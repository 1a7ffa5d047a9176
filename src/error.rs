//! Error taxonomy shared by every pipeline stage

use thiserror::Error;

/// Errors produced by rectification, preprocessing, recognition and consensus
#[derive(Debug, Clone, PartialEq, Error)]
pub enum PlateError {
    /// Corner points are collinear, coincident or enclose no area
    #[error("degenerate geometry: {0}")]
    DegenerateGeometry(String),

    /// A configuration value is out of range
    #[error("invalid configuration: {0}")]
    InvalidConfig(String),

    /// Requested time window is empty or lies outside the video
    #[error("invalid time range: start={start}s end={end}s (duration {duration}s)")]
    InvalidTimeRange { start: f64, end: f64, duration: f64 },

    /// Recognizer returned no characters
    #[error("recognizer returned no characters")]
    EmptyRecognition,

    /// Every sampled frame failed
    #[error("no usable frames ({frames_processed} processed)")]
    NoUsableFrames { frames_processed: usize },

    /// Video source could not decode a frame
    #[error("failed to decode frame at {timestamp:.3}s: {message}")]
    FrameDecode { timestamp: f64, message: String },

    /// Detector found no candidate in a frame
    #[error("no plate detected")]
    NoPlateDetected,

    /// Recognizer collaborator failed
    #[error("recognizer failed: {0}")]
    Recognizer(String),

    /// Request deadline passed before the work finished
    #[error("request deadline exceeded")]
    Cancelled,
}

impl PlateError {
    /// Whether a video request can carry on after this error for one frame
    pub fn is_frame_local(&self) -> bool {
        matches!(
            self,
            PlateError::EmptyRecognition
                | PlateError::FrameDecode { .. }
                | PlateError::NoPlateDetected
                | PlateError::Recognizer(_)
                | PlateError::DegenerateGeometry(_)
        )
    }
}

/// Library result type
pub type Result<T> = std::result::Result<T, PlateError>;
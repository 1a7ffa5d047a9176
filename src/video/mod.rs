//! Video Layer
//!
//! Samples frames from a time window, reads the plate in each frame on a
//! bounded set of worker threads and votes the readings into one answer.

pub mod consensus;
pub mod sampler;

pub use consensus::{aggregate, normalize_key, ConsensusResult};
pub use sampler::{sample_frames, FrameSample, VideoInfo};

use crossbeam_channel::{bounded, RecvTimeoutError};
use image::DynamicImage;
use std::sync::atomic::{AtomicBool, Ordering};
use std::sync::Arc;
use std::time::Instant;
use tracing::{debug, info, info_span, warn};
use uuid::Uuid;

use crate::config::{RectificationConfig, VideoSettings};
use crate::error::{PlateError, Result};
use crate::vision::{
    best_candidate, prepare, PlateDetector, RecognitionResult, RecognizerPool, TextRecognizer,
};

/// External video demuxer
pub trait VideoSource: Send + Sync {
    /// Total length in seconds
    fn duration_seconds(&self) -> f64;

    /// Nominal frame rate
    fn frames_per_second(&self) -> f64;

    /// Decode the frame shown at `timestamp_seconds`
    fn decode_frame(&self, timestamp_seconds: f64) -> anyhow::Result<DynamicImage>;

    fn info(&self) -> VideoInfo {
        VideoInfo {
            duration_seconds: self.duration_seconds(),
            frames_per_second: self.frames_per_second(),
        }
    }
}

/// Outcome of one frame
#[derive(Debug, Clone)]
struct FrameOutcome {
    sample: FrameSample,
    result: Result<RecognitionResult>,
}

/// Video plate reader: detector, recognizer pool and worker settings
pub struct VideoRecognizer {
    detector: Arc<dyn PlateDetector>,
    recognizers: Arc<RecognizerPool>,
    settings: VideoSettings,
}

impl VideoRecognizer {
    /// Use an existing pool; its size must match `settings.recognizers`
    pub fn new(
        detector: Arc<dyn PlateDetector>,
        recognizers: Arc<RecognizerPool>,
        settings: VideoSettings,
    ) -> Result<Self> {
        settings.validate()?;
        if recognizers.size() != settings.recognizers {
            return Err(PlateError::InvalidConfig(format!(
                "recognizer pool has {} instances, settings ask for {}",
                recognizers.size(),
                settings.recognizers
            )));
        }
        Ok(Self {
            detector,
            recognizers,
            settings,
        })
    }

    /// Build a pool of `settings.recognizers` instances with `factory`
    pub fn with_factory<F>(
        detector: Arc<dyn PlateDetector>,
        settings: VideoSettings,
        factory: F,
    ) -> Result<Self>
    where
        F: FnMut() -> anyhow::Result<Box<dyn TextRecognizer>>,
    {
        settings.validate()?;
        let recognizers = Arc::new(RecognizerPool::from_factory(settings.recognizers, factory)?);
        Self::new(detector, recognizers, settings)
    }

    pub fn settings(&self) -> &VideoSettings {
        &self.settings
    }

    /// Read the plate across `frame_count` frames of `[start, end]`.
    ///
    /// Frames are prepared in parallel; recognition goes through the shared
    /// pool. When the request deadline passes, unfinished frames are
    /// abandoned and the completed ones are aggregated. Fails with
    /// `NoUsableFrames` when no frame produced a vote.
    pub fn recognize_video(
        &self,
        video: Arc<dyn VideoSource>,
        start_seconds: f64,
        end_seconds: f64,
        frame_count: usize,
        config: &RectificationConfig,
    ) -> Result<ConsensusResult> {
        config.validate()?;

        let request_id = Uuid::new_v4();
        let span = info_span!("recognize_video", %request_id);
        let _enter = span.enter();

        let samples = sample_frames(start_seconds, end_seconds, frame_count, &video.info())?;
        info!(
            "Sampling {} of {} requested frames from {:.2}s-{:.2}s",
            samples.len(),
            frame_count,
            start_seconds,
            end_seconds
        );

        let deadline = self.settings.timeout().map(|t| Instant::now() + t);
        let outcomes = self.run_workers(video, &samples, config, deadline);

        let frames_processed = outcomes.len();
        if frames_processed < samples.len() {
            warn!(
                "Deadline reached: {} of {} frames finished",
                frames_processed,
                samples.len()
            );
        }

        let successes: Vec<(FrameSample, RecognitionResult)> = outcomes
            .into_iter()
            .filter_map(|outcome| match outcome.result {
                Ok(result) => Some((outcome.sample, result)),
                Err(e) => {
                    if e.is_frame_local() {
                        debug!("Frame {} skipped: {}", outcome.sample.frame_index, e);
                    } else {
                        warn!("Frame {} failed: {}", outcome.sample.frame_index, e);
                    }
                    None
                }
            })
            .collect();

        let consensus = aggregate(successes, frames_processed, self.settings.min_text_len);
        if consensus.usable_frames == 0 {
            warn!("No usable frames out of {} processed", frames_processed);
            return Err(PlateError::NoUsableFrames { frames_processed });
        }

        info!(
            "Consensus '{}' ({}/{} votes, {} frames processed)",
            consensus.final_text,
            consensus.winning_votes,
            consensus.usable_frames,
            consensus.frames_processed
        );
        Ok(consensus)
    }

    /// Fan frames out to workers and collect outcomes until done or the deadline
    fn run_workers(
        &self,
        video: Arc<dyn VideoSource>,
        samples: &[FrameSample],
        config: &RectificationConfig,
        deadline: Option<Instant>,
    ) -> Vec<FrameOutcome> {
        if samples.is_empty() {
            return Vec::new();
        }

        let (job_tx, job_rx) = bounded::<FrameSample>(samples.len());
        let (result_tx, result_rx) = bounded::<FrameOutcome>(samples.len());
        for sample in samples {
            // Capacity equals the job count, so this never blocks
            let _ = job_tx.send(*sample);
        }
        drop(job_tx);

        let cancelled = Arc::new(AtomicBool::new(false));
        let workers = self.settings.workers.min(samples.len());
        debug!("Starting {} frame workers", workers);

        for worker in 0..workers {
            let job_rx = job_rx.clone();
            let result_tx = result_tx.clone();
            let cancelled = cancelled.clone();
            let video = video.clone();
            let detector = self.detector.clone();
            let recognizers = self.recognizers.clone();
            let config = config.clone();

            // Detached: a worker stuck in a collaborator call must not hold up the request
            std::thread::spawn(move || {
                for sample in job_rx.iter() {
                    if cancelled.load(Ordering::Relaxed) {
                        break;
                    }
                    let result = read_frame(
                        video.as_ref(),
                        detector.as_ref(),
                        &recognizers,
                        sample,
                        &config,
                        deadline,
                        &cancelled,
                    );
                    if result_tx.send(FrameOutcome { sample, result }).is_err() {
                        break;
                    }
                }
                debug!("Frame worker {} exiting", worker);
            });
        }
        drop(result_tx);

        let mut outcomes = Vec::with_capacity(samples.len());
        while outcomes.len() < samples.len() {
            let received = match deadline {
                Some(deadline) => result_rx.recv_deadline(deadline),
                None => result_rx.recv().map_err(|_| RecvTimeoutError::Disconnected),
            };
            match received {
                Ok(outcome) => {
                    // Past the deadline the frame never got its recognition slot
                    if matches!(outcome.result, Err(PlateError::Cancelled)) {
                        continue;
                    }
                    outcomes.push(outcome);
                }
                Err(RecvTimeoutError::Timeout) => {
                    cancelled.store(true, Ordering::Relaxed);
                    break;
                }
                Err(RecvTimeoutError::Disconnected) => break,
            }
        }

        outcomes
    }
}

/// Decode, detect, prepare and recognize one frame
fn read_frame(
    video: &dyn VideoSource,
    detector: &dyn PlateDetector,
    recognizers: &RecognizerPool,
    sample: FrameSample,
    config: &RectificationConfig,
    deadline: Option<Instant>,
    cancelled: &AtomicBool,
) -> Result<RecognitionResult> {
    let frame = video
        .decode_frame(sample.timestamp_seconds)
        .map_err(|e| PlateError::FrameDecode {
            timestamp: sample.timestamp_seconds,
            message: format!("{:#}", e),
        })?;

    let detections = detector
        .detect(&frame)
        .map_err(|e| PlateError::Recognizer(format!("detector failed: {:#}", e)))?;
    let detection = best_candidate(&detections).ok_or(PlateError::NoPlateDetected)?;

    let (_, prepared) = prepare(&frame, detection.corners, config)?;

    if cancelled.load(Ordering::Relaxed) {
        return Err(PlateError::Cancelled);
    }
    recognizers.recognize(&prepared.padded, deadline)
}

#### [Work request]
Which lines above contain the word "detections"? Copy each of them.

#### [Your response]
    let detections = detector
    let detection = best_candidate(&detections).ok_or(PlateError::NoPlateDetected)?;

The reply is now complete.